Pero no fue Liz la primera opción de los productores para el papel protagonista. Tras un intento fallido de dárselo a Joan Collins, se tanteó a la actriz que acababa de ganar un Oscar por Una mujer marcada. Ella pidió un millón de dólares y se lo dieron, además de un contrato caprichoso no sólo en cifras.

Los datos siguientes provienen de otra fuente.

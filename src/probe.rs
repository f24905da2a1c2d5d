//! Out-of-band health probing.
//!
//! A single loop walks the current registry snapshot once a second and
//! launches due probes: the configured HTTP health endpoint for remote
//! providers, an executable liveness check for local ones. Probe outcomes
//! feed the health state machine exactly like request outcomes but never
//! touch the usage counters.

use std::collections::HashMap;
use std::sync::Arc;
use std::time::Duration;

use crate::clock::Clock;
use crate::config::ProviderKind;
use crate::health::HealthController;
use crate::registry::{ProviderEntry, Registry};

/// Probe cadence for a provider, or `None` when it is not probed.
fn probe_interval_seconds(entry: &ProviderEntry) -> Option<u64> {
    match &entry.config.kind {
        ProviderKind::Http(http) => http.probe.as_ref().map(|probe| probe.interval_seconds),
        ProviderKind::Local(local) => Some(local.probe_interval_seconds),
    }
}

pub async fn run_probe_loop(
    registry: Arc<Registry>,
    health: Arc<HealthController>,
    clock: Arc<dyn Clock>,
) {
    let mut ticker = tokio::time::interval(Duration::from_secs(1));
    ticker.set_missed_tick_behavior(tokio::time::MissedTickBehavior::Delay);
    let mut last_started: HashMap<String, u64> = HashMap::new();

    loop {
        ticker.tick().await;
        let snapshot = registry.load();
        let now = clock.now_epoch_seconds();

        last_started.retain(|id, _| snapshot.provider(id).is_some());

        for (id, entry) in snapshot.providers() {
            if !entry.config.enabled {
                continue;
            }
            let Some(interval) = probe_interval_seconds(entry) else {
                continue;
            };
            let due = last_started
                .get(id)
                .map(|started| now >= started.saturating_add(interval.max(1)))
                .unwrap_or(true);
            if !due {
                continue;
            }
            last_started.insert(id.clone(), now);

            let id = id.clone();
            let entry = Arc::clone(entry);
            let health = Arc::clone(&health);
            tokio::spawn(async move {
                let result = entry
                    .adapter
                    .probe()
                    .await
                    .map_err(|failure| failure.to_string());
                if let Err(error) = &result {
                    tracing::debug!(provider = %id, error = %error, "probe failed");
                }
                health.on_probe(&id, &entry.policy, result);
            });
        }
    }
}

«Lo hemos conseguido. ¡Está muerta!»
Cleopatra fue un quebradero de cabeza para quienes la hicieron posible. Primero fue el aumento de presupuesto no previsto para asumir la petición de la actriz de contar con un sueldo millonario; después, el cambio de escenario –de Roma a Londres– a razón de las Olimpiadas en la capital italiana, lo que acarreó un desembolso considerable de dinero en la recreación de decorados –hubo vegetación transportada desde California y Oriente Próximo–; y una barra libre de dólares en la creación del guión y en el diseño de vestuario. A todo esto hay que sumarle los constantes escarceos de los protagonistas de las jornadas de rodaje: enfermedades, excesos y resacas. Por todo ello, cuando se se rodó la escena del suicidio de Cleopatra, el 28 de mayo de 1962, la dirección envió un telegrama con cinco palabras a las oficinas de la Fox en Los Ángeles: «Lo hemos conseguido. ¡Está muerta!». Ese día murió Cleopatra, pero renació Elizabeth, quien creó un mito entorno a su nombre que hoy, 13 años después de su fallecimiento, seguimos recordando.

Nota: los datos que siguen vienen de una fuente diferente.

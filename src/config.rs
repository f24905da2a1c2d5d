//! On-disk configuration shapes.
//!
//! One JSON document with three top-level keys (`providers`,
//! `virtual_providers`, `limits`) describes the whole routing surface. The
//! registry turns a parsed document into an immutable snapshot; this module
//! only defines the shapes and their serde behavior.

use std::collections::BTreeMap;
use std::path::PathBuf;

use serde::{Deserialize, Serialize};

use crate::clock::Window;
use crate::health::CooldownPolicy;
use crate::limits::Severity;

#[derive(Clone, Debug, Default, Serialize, Deserialize)]
pub struct ConfigFile {
    #[serde(default)]
    pub providers: Vec<ProviderConfig>,
    #[serde(default)]
    pub virtual_providers: Vec<VirtualProviderConfig>,
    #[serde(default)]
    pub limits: Vec<LimitConfig>,
}

#[derive(Clone, Debug, Serialize, Deserialize)]
pub struct ProviderConfig {
    pub id: String,
    #[serde(default)]
    pub display_name: String,
    #[serde(flatten)]
    pub kind: ProviderKind,
    #[serde(default = "default_enabled")]
    pub enabled: bool,
    /// Model names that resolve to this provider in addition to its id.
    #[serde(default, skip_serializing_if = "Vec::is_empty")]
    pub models: Vec<String>,
    #[serde(default, skip_serializing_if = "Option::is_none")]
    pub pricing: Option<PricingConfig>,
    #[serde(default = "default_failure_threshold")]
    pub failure_threshold: u32,
    #[serde(default)]
    pub cooldown: CooldownPolicy,
}

fn default_enabled() -> bool {
    true
}

fn default_failure_threshold() -> u32 {
    3
}

#[derive(Clone, Serialize, Deserialize)]
#[serde(tag = "kind", rename_all = "lowercase")]
pub enum ProviderKind {
    Http(HttpProviderConfig),
    Local(LocalProviderConfig),
}

impl std::fmt::Debug for ProviderKind {
    fn fmt(&self, f: &mut std::fmt::Formatter<'_>) -> std::fmt::Result {
        match self {
            ProviderKind::Http(config) => f.debug_tuple("Http").field(config).finish(),
            ProviderKind::Local(config) => f.debug_tuple("Local").field(config).finish(),
        }
    }
}

#[derive(Clone, Serialize, Deserialize)]
pub struct HttpProviderConfig {
    /// Upstream base URL including the version segment, e.g.
    /// `https://api.example.com/v1`.
    pub base_url: String,
    /// Full `Authorization` header value sent upstream.
    #[serde(default, skip_serializing_if = "Option::is_none")]
    pub auth_header: Option<String>,
    #[serde(default, skip_serializing_if = "BTreeMap::is_empty")]
    pub headers: BTreeMap<String, String>,
    #[serde(default = "default_timeout_seconds")]
    pub timeout_seconds: u64,
    /// Same-provider retries of transient failures within one routing
    /// attempt. Never applied once a stream has been obtained.
    #[serde(default)]
    pub retries: u32,
    #[serde(default, skip_serializing_if = "Option::is_none")]
    pub probe: Option<ProbeConfig>,
}

fn default_timeout_seconds() -> u64 {
    300
}

impl std::fmt::Debug for HttpProviderConfig {
    fn fmt(&self, f: &mut std::fmt::Formatter<'_>) -> std::fmt::Result {
        f.debug_struct("HttpProviderConfig")
            .field("base_url", &self.base_url)
            .field("auth_header", &self.auth_header.as_ref().map(|_| "<redacted>"))
            .field("headers", &"<redacted>")
            .field("timeout_seconds", &self.timeout_seconds)
            .field("retries", &self.retries)
            .field("probe", &self.probe)
            .finish()
    }
}

#[derive(Clone, Debug, Serialize, Deserialize)]
pub struct LocalProviderConfig {
    pub command: PathBuf,
    #[serde(default)]
    pub args: Vec<String>,
    #[serde(default, skip_serializing_if = "Option::is_none")]
    pub working_dir: Option<PathBuf>,
    #[serde(default = "default_process_timeout_seconds")]
    pub timeout_seconds: u64,
    #[serde(default = "default_max_concurrent")]
    pub max_concurrent: usize,
    /// Cadence of the executable liveness check.
    #[serde(default = "default_probe_interval_seconds")]
    pub probe_interval_seconds: u64,
}

fn default_process_timeout_seconds() -> u64 {
    60
}

fn default_max_concurrent() -> usize {
    1
}

#[derive(Clone, Debug, Serialize, Deserialize)]
pub struct ProbeConfig {
    #[serde(default = "default_probe_path")]
    pub path: String,
    #[serde(default = "default_probe_interval_seconds")]
    pub interval_seconds: u64,
    #[serde(default = "default_probe_timeout_seconds")]
    pub timeout_seconds: u64,
}

fn default_probe_path() -> String {
    "/models".to_string()
}

fn default_probe_interval_seconds() -> u64 {
    10
}

fn default_probe_timeout_seconds() -> u64 {
    2
}

impl Default for ProbeConfig {
    fn default() -> Self {
        Self {
            path: default_probe_path(),
            interval_seconds: default_probe_interval_seconds(),
            timeout_seconds: default_probe_timeout_seconds(),
        }
    }
}

/// Price catalog entry: USD per million tokens, converted to integer
/// micro-USD by the registry at apply time.
#[derive(Clone, Debug, Serialize, Deserialize)]
pub struct PricingConfig {
    #[serde(default = "default_currency")]
    pub currency: String,
    pub input_usd_per_million: f64,
    pub output_usd_per_million: f64,
}

fn default_currency() -> String {
    "usd".to_string()
}

#[derive(Clone, Debug, Serialize, Deserialize)]
pub struct VirtualProviderConfig {
    pub id: String,
    #[serde(default)]
    pub display_name: String,
    /// At least two members; lower priority number is preferred.
    pub members: Vec<VirtualMember>,
    #[serde(default, skip_serializing_if = "Vec::is_empty")]
    pub models: Vec<String>,
}

#[derive(Clone, Debug, Serialize, Deserialize)]
pub struct VirtualMember {
    pub provider: String,
    pub priority: i32,
}

/// A configured limit. `scope` names a base or virtual provider by id; the
/// registry resolves it to the canonical scope key.
#[derive(Clone, Debug, Serialize, Deserialize)]
pub struct LimitConfig {
    pub scope: String,
    pub window: Window,
    pub metric: ConfigMetric,
    /// Metric units; for `cost`, micro-USD.
    pub threshold: u64,
    #[serde(default)]
    pub severity: Severity,
}

/// Configured metric. `Cost` is converted into a derived total-token rule at
/// apply time and never evaluated directly.
#[derive(Clone, Copy, Debug, PartialEq, Eq, Serialize, Deserialize)]
#[serde(rename_all = "kebab-case")]
pub enum ConfigMetric {
    Requests,
    InputTokens,
    OutputTokens,
    TotalTokens,
    Cost,
}

#[cfg(test)]
mod tests {
    use super::*;

    #[test]
    fn parses_minimal_http_provider() {
        let raw = r#"{
            "providers": [{
                "id": "openai",
                "kind": "http",
                "base_url": "https://api.openai.com/v1"
            }]
        }"#;
        let config: ConfigFile = serde_json::from_str(raw).unwrap();
        assert_eq!(config.providers.len(), 1);
        let provider = &config.providers[0];
        assert!(provider.enabled);
        assert_eq!(provider.failure_threshold, 3);
        match &provider.kind {
            ProviderKind::Http(http) => {
                assert_eq!(http.timeout_seconds, 300);
                assert_eq!(http.retries, 0);
            }
            other => panic!("expected http provider, got {other:?}"),
        }
    }

    #[test]
    fn parses_local_provider_and_cooldown_strategy() {
        let raw = r#"{
            "providers": [{
                "id": "llama",
                "kind": "local",
                "command": "/usr/local/bin/llama-cli",
                "args": ["--json"],
                "max_concurrent": 2,
                "cooldown": {"strategy": "exponential", "base_seconds": 1, "cap_seconds": 60}
            }]
        }"#;
        let config: ConfigFile = serde_json::from_str(raw).unwrap();
        let provider = &config.providers[0];
        assert!(matches!(provider.kind, ProviderKind::Local(_)));
        assert!(matches!(
            provider.cooldown,
            CooldownPolicy::Exponential {
                base_seconds: 1,
                cap_seconds: 60
            }
        ));
    }

    #[test]
    fn debug_redacts_auth_material() {
        let http = HttpProviderConfig {
            base_url: "https://api.example.com/v1".to_string(),
            auth_header: Some("Bearer sk-secret".to_string()),
            headers: BTreeMap::from([("x-api-key".to_string(), "secret".to_string())]),
            timeout_seconds: 30,
            retries: 0,
            probe: None,
        };
        let rendered = format!("{http:?}");
        assert!(!rendered.contains("sk-secret"));
        assert!(!rendered.contains("secret"));
    }

    #[test]
    fn limit_severity_defaults_to_hard() {
        let raw = r#"{"scope": "a", "window": "minute", "metric": "requests", "threshold": 10}"#;
        let limit: LimitConfig = serde_json::from_str(raw).unwrap();
        assert_eq!(limit.severity, Severity::Hard);
        assert_eq!(limit.metric, ConfigMetric::Requests);
    }

    #[test]
    fn config_round_trips_through_pretty_json() {
        let config = ConfigFile {
            providers: vec![ProviderConfig {
                id: "a".to_string(),
                display_name: "Provider A".to_string(),
                kind: ProviderKind::Http(HttpProviderConfig {
                    base_url: "http://localhost:9000/v1".to_string(),
                    auth_header: None,
                    headers: BTreeMap::new(),
                    timeout_seconds: 30,
                    retries: 1,
                    probe: Some(ProbeConfig::default()),
                }),
                enabled: true,
                models: vec!["gpt-test".to_string()],
                pricing: Some(PricingConfig {
                    currency: "usd".to_string(),
                    input_usd_per_million: 3.0,
                    output_usd_per_million: 15.0,
                }),
                failure_threshold: 3,
                cooldown: CooldownPolicy::default(),
            }],
            virtual_providers: vec![VirtualProviderConfig {
                id: "v".to_string(),
                display_name: String::new(),
                members: vec![
                    VirtualMember {
                        provider: "a".to_string(),
                        priority: 1,
                    },
                    VirtualMember {
                        provider: "b".to_string(),
                        priority: 2,
                    },
                ],
                models: Vec::new(),
            }],
            limits: vec![LimitConfig {
                scope: "a".to_string(),
                window: Window::Minute,
                metric: ConfigMetric::Requests,
                threshold: 10,
                severity: Severity::Hard,
            }],
        };

        let pretty = serde_json::to_string_pretty(&config).unwrap();
        let reparsed: ConfigFile = serde_json::from_str(&pretty).unwrap();
        assert_eq!(reparsed.providers[0].id, "a");
        assert_eq!(reparsed.virtual_providers[0].members.len(), 2);
        assert_eq!(reparsed.limits[0].threshold, 10);
    }
}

Fue admirada en vida y tras su muerte han sido muchos los compañeros de profesión que siguieron venerando su figura. En una entrevista, John Travolta manifestó el enorme favor que esta actriz de ojitos violeta le hizo a todas las mujeres de la industria del séptimo arte. «Fue la mujer y la actriz mejor pagada del mundo en una época en la que eso era impensable, con dos premios Oscar como actriz principal, y lo fue siendo madre», dijo. Y es que Elizabeth Taylor fue feminista por intuición. Cuestionó el patriarcado en todas sus formas, desde los jefes de los estudios hasta los presidentes. La mejor forma de revelarse fue exigiendo ese contrato millonario, el primero que firmó Hollywood, por saberse merecedora de la cuantía. Betty Friedan, escritora y activista, también habló de este aspecto: «Las feministas deseaban cambiar expectativas arcaicas y ella fue el ejemplo de mujer que hacía realidad sus pasiones, tanto en su vida personal como en su carrera. En ella vieron a una mujer que quería emoción y romance. Ella supo darse cuenta de que cada uno debe vivir la vida que le apetezca».
Así lo hizo. Puso su vida al servicio de la fama y se fue de este mundo dejando la sensación a sus allegados de sentirse dolorida por verse rodeada de gente. Tal vez, por ese espíritu infatigable que demostró durante 79 años y que en su ocaso se permitió el lujo de verlo flaquear. O por esa torre de marfil hiperparanoide en la que vivió gran parte de su vida por conseguir cinco minutos más de fama. Pero si algo mantuvo siempre terso fue su humor exuberante. En una de sus últimas entrevistas, cuando la periodista le preguntó por el epitafio que le gustaría ver en su tumba, contestó: «Aquí yace Liz, ha vivido». «No, no me gusta Liz, odio ese nombre. Aquí yace Eizabeth, que odiaba que la llamasen Liz, pero que ha vivido». Al poco tiempo se marchó en busca de las personas que amó y perdió. Porque ya había vivido.